Service:  We are now negotiating all food and beverage up front.  We have been forced to do this, as prices have spiraled out of control.  We just had a lunch this spring in Miami where the hotel was charging $65 for a sandwich and the rate was $590 per guest room!  As we all know, BEOs trump the contract and the outrageous rates we are seeing for simple food is nothing but astounding.  I remember the days where the higher priced food was justified as it was supposed to compensate the hotel for the meeting room.  Now hotels want to charge for both; an inflated price for food and beverage and a meeting room rental.  One of the exercises I go through with the sales manager is to have them explain the math on the food and beverage minimum and over 75% of the time, the math is incorrect.

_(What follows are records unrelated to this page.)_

mod common;

use candlecast::application::health_monitor::HealthMonitor;
use candlecast::application::orchestrator::{PredictRequest, PredictionOrchestrator};
use candlecast::application::training_queue::TrainingQueue;
use candlecast::domain::events::HubEvent;
use candlecast::domain::market::{Timeframe, TradingCalendar};
use candlecast::domain::ports::CandleProvider;
use candlecast::domain::training::{TrainParams, TrainingJob, TrainingStatus};
use candlecast::infrastructure::bots::BotRegistry;
use candlecast::infrastructure::hub::SubscriptionHub;
use candlecast::infrastructure::mock::{MockBot, MockProvider};
use common::{Harness, test_now, wait_until};
use std::sync::Arc;
use std::time::Duration;

#[tokio::test]
async fn subscriber_receives_prediction_updates_for_its_topic() {
    let dir = tempfile::tempdir().unwrap();
    let harness = Harness::new(&dir).await;
    harness.seed_candles("ACME", 120, 100.0).await;

    let hub = Arc::new(SubscriptionHub::new(Duration::from_millis(500)));
    let mut registry = BotRegistry::new();
    registry.register(Arc::new(MockBot::flat("steady", 0.7)));

    let provider = Arc::new(MockProvider::new("primary"));
    let loader = harness.loader(vec![provider as Arc<dyn CandleProvider>]);
    let orchestrator = PredictionOrchestrator::new(
        &harness.config,
        loader,
        Arc::new(registry),
        Arc::clone(&harness.prediction_repo),
        Arc::clone(&hub),
        harness.metrics.clone(),
    );

    let (client, mut rx) = hub.register().await;
    hub.subscribe(client, "ACME", Timeframe::FiveMin).await;
    assert!(matches!(rx.recv().await, Some(HubEvent::Subscribed { .. })));

    let record = orchestrator
        .predict(PredictRequest {
            symbol: "ACME".to_string(),
            timeframe: Timeframe::FiveMin,
            horizon_minutes: 30,
            selected_bots: None,
            use_cache: true,
        })
        .await
        .unwrap();

    match rx.recv().await {
        Some(HubEvent::PredictionUpdate { prediction, limits }) => {
            assert_eq!(prediction.id, record.id);
            assert_eq!(prediction.symbol, "ACME");
            // The emitted contract carries the envelope for client-side
            // re-verification.
            assert_eq!(limits.total_max_pct, harness.config.drift.envelope.total_max_pct);
        }
        other => panic!(
            "expected prediction update, got {:?}",
            other.map(|e| serde_json::to_string(&e))
        ),
    }
}

#[tokio::test]
async fn training_progress_flows_to_every_client() {
    let dir = tempfile::tempdir().unwrap();
    let harness = Harness::new(&dir).await;
    harness.seed_candles("SYM", 120, 100.0).await;

    let hub = Arc::new(SubscriptionHub::new(Duration::from_millis(500)));
    let mut registry = BotRegistry::new();
    registry.register(Arc::new(
        MockBot::flat("bot_a", 0.5).with_epoch_delay(Duration::from_millis(10)),
    ));

    let provider = Arc::new(MockProvider::new("primary"));
    let loader = harness.loader(vec![provider as Arc<dyn CandleProvider>]);
    let calendar: Arc<dyn TradingCalendar> = harness.calendar.clone();
    let health = Arc::new(HealthMonitor::new(
        Arc::clone(&harness.training_repo),
        Arc::clone(&harness.prediction_repo),
        Arc::clone(&harness.candle_repo),
        Arc::clone(&calendar),
        harness.config.health,
    ));
    let queue = Arc::new(TrainingQueue::new(
        &harness.config,
        loader,
        Arc::new(registry),
        Arc::clone(&harness.training_repo),
        health,
        Arc::clone(&hub),
        calendar,
        harness.metrics.clone(),
    ));

    // A client with no topic subscription still gets training broadcasts.
    let (_client, mut rx) = hub.register().await;

    let job = TrainingJob::new(
        "SYM",
        Timeframe::FiveMin,
        "bot_a",
        TrainParams {
            epochs: 4,
            batch_size: 8,
        },
        test_now(),
    );
    let job_id = job.id;
    queue.enqueue(vec![job]).await;

    wait_until(5000, || async {
        queue.status().await.completed_count == 1
    })
    .await;

    // Drain events: expect at least a start, epoch ticks in order, and a
    // terminal completed event, all for our job.
    let mut batches = Vec::new();
    let mut saw_completed = false;
    while let Ok(Some(event)) =
        tokio::time::timeout(Duration::from_millis(200), rx.recv()).await
    {
        if let HubEvent::TrainingProgress(progress) = event {
            assert_eq!(progress.training_id, job_id);
            assert_eq!(progress.symbol, "SYM");
            batches.push(progress.batch);
            if progress.status == TrainingStatus::Completed {
                saw_completed = true;
                assert!((progress.progress_percent - 100.0).abs() < 1e-9);
            }
        }
    }
    assert!(saw_completed, "terminal completed event missing");
    let epoch_ticks: Vec<_> = batches.iter().filter(|b| **b > 0 && **b <= 4).collect();
    assert!(!epoch_ticks.is_empty());
    let mut sorted = epoch_ticks.clone();
    sorted.sort();
    assert_eq!(epoch_ticks, sorted, "progress ticks arrived out of order");
}
pub mod baselines;
pub mod features;
pub mod health_monitor;
pub mod orchestrator;
pub mod system;
pub mod training_queue;
pub mod window_loader;
use super::hot::WindowKey;
use crate::domain::market::WindowSlice;
use std::collections::HashMap;
use std::collections::VecDeque;
use std::sync::Arc;
use tokio::sync::Mutex;

/// Warm tier: bounded in-process LRU of window snapshots. Sized around a
/// hundred entries; hit promotes to most-recent, insert evicts the oldest.
pub struct WarmCache {
    capacity: usize,
    inner: Mutex<WarmInner>,
}

struct WarmInner {
    map: HashMap<WindowKey, Arc<WindowSlice>>,
    order: VecDeque<WindowKey>,
}

impl WarmCache {
    pub fn new(capacity: usize) -> Self {
        Self {
            capacity: capacity.max(1),
            inner: Mutex::new(WarmInner {
                map: HashMap::new(),
                order: VecDeque::new(),
            }),
        }
    }

    pub async fn get(&self, key: &WindowKey) -> Option<Arc<WindowSlice>> {
        let mut inner = self.inner.lock().await;
        let hit = inner.map.get(key).cloned();
        if hit.is_some() {
            if let Some(pos) = inner.order.iter().position(|k| k == key) {
                inner.order.remove(pos);
            }
            inner.order.push_back(key.clone());
        }
        hit
    }

    pub async fn put(&self, key: WindowKey, slice: Arc<WindowSlice>) {
        let mut inner = self.inner.lock().await;
        if inner.map.insert(key.clone(), slice).is_none() {
            inner.order.push_back(key);
        } else if let Some(pos) = inner.order.iter().position(|k| *k == key) {
            inner.order.remove(pos);
            inner.order.push_back(key);
        }
        while inner.map.len() > self.capacity {
            if let Some(oldest) = inner.order.pop_front() {
                inner.map.remove(&oldest);
            } else {
                break;
            }
        }
    }

    pub async fn clear(&self) {
        let mut inner = self.inner.lock().await;
        inner.map.clear();
        inner.order.clear();
    }

    pub async fn len(&self) -> usize {
        self.inner.lock().await.map.len()
    }
}

#[cfg(test)]
mod tests {
    use super::*;
    use crate::domain::market::{Candle, Timeframe};
    use chrono::{TimeZone, Utc};

    fn key(symbol: &str) -> WindowKey {
        WindowKey::rounded(
            symbol,
            Timeframe::FiveMin,
            Utc.with_ymd_and_hms(2025, 6, 2, 4, 0, 0).unwrap(),
            Utc.with_ymd_and_hms(2025, 6, 2, 9, 0, 0).unwrap(),
        )
    }

    fn slice(symbol: &str) -> Arc<WindowSlice> {
        Arc::new(WindowSlice::new(symbol, Timeframe::FiveMin, Vec::<Candle>::new()).unwrap())
    }

    #[tokio::test]
    async fn evicts_least_recently_used() {
        let cache = WarmCache::new(2);
        cache.put(key("A"), slice("A")).await;
        cache.put(key("B"), slice("B")).await;

        // Touch A so B becomes the eviction candidate.
        assert!(cache.get(&key("A")).await.is_some());
        cache.put(key("C"), slice("C")).await;

        assert_eq!(cache.len().await, 2);
        assert!(cache.get(&key("B")).await.is_none());
        assert!(cache.get(&key("A")).await.is_some());
        assert!(cache.get(&key("C")).await.is_some());
    }

    #[tokio::test]
    async fn reinsert_updates_in_place() {
        let cache = WarmCache::new(2);
        cache.put(key("A"), slice("A")).await;
        cache.put(key("A"), slice("A")).await;
        assert_eq!(cache.len().await, 1);
    }
}
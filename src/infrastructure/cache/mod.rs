pub mod archive;
pub mod hot;
pub mod warm;

pub use archive::ColdArchive;
pub use hot::{HotCache, WindowKey};
pub use warm::WarmCache;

I believe that hotels are throwing revenue away by not providing service to their customers.  I can’t tell you how many times I’ve sat at a hotel pool on a hot afternoon, and there is no beverage or food service.  I was recently in South Carolina at an ocean front resort on one of the very first spring days where it hit 80 degrees.   Although there was a server at the pool restaurant, there was no service.  Try sitting at the pool over the next ten hotel stays to see if this is true.  It is the same when we call the hotel and ask to speak to someone. We hear on numerous occasions they are in a “revenue meeting”, while we are holding on the phone trying to give them revenue.  What if there was a rotation so someone could answer client requests so they could SELL to customers, and the others attend the revenue meeting.  We use the phone as a quick way to communicate, because e-mail no longer brings us a quick response.  When we want a fast answer we phone.  Yes, the low-tech, old-fashioned phone.  As you know at Marriott, it is next to impossible to speak to a salesperson on site.  The brands who will do the best in the future are the ones which will maintain frequent contact.  For the motivated salesperson picking up the phone and asking for the business would be a huge opportunity for a sale.  The first thing they ask us is if there any meetings they can help with?  What I want to know is what your property has to offer, such as has the ballroom been renovated lately, are the guest rooms new, have you added a restaurant?  Why should I buy your hotel? How can I sell your hotel to my client?  What are the attractions in the area.  What do I see when I walk out the front door of the hotel?

The hotels which will win the business are those who maintain a personal relationship with our team at CRI Meetings and therefore our clients reap the benefit.